Content starts

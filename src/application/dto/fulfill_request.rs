use crate::fulfillment::domain::{PackageIdentity, PackageOverride};
use crate::fulfillment::policies::{
    LicensePolicy, DEFAULT_ACCEPTABLE_LICENSE_FILES, DEFAULT_UNKNOWN_LICENSE,
};
use crate::ports::outbound::InventoryQuery;
use crate::shared::error::FulfillError;
use crate::shared::Result;
use indexmap::IndexMap;
use std::path::PathBuf;

/// FulfillRequest - Internal request DTO for the fulfillment use case
///
/// Holds the whole policy configuration. Build it with
/// [`FulfillRequest::builder`], which applies defaults and validates
/// every field once.
#[derive(Debug, Clone)]
pub struct FulfillRequest {
    /// Roots to scan for dependency metadata
    pub start_paths: Vec<PathBuf>,
    /// Restrict the scan to production dependencies
    pub production: bool,
    /// Placeholder reported for undeterminable licenses
    pub unknown: String,
    /// Extra fields the inventory should report, with defaults
    pub custom_format: IndexMap<String, serde_json::Value>,
    /// Manual corrections keyed by `"<name>@<version>"`
    pub overrides: IndexMap<String, PackageOverride>,
    /// Accepted SPDX expressions, most preferred first
    pub agreed_licenses: Vec<String>,
    /// Accepted license-file base names (case-insensitive)
    pub acceptable_license_files: Vec<String>,
    /// Package names excluded from the report
    pub ignore_packages: Vec<String>,
}

impl FulfillRequest {
    pub fn builder() -> FulfillRequestBuilder {
        FulfillRequestBuilder::default()
    }

    /// The license policy described by this request
    pub fn policy(&self) -> LicensePolicy {
        LicensePolicy::new(
            self.agreed_licenses.clone(),
            self.acceptable_license_files.clone(),
            self.ignore_packages.clone(),
            self.unknown.clone(),
        )
    }

    /// The query handed to the inventory provider
    pub fn inventory_query(&self) -> InventoryQuery {
        InventoryQuery {
            start_paths: self.start_paths.clone(),
            production: self.production,
            unknown: self.unknown.clone(),
            custom_format: self.custom_format.clone(),
        }
    }
}

/// Builder for [`FulfillRequest`]
#[derive(Debug, Clone, Default)]
pub struct FulfillRequestBuilder {
    start_paths: Vec<PathBuf>,
    production: bool,
    unknown: Option<String>,
    custom_format: Option<IndexMap<String, serde_json::Value>>,
    overrides: IndexMap<String, PackageOverride>,
    agreed_licenses: Vec<String>,
    acceptable_license_files: Option<Vec<String>>,
    ignore_packages: Vec<String>,
}

impl FulfillRequestBuilder {
    pub fn start_path(mut self, path: impl Into<PathBuf>) -> Self {
        self.start_paths.push(path.into());
        self
    }

    pub fn start_paths(mut self, paths: Vec<PathBuf>) -> Self {
        self.start_paths = paths;
        self
    }

    pub fn production(mut self, production: bool) -> Self {
        self.production = production;
        self
    }

    pub fn unknown(mut self, unknown: impl Into<String>) -> Self {
        self.unknown = Some(unknown.into());
        self
    }

    pub fn custom_format(mut self, custom_format: IndexMap<String, serde_json::Value>) -> Self {
        self.custom_format = Some(custom_format);
        self
    }

    pub fn override_package(mut self, identity: impl Into<String>, entry: PackageOverride) -> Self {
        self.overrides.insert(identity.into(), entry);
        self
    }

    pub fn overrides(mut self, overrides: IndexMap<String, PackageOverride>) -> Self {
        self.overrides = overrides;
        self
    }

    pub fn agreed_license(mut self, license: impl Into<String>) -> Self {
        self.agreed_licenses.push(license.into());
        self
    }

    pub fn agreed_licenses(mut self, licenses: Vec<String>) -> Self {
        self.agreed_licenses = licenses;
        self
    }

    pub fn acceptable_license_files(mut self, names: Vec<String>) -> Self {
        self.acceptable_license_files = Some(names);
        self
    }

    pub fn ignore_package(mut self, name: impl Into<String>) -> Self {
        self.ignore_packages.push(name.into());
        self
    }

    pub fn ignore_packages(mut self, names: Vec<String>) -> Self {
        self.ignore_packages = names;
        self
    }

    /// Applies defaults and validates the configuration
    ///
    /// # Errors
    /// Returns a validation error if:
    /// - An agreed license or acceptable file name is blank
    /// - The unknown-license placeholder is blank
    /// - An override key is not a `"<name>@<version>"` identity
    pub fn build(self) -> Result<FulfillRequest> {
        let unknown = self
            .unknown
            .unwrap_or_else(|| DEFAULT_UNKNOWN_LICENSE.to_string());
        if unknown.trim().is_empty() {
            return Err(validation("unknown must not be empty"));
        }

        for (i, license) in self.agreed_licenses.iter().enumerate() {
            if license.trim().is_empty() {
                return Err(validation(&format!(
                    "agreed_licenses[{}] must not be empty",
                    i
                )));
            }
        }

        let acceptable_license_files = self.acceptable_license_files.unwrap_or_else(|| {
            DEFAULT_ACCEPTABLE_LICENSE_FILES
                .iter()
                .map(|name| name.to_string())
                .collect()
        });
        for (i, name) in acceptable_license_files.iter().enumerate() {
            if name.trim().is_empty() {
                return Err(validation(&format!(
                    "acceptable_license_files[{}] must not be empty",
                    i
                )));
            }
        }

        for identity in self.overrides.keys() {
            PackageIdentity::parse(identity)?;
        }

        let custom_format = self.custom_format.unwrap_or_else(default_custom_format);

        Ok(FulfillRequest {
            start_paths: self.start_paths,
            production: self.production,
            unknown,
            custom_format,
            overrides: self.overrides,
            agreed_licenses: self.agreed_licenses,
            acceptable_license_files,
            ignore_packages: self.ignore_packages,
        })
    }
}

/// Reports license text, read from the bundled license file when present
pub fn default_custom_format() -> IndexMap<String, serde_json::Value> {
    IndexMap::from([(
        "licenseText".to_string(),
        serde_json::Value::String(String::new()),
    )])
}

fn validation(message: &str) -> anyhow::Error {
    FulfillError::Validation {
        message: message.to_string(),
    }
    .into()
}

Content ends

_What to work on_: Your answer must consist of every line in the listing that contains "LicensePolicy".

_Finished exercise_:
    LicensePolicy, DEFAULT_ACCEPTABLE_LICENSE_FILES, DEFAULT_UNKNOWN_LICENSE,
    pub fn policy(&self) -> LicensePolicy {
        LicensePolicy::new(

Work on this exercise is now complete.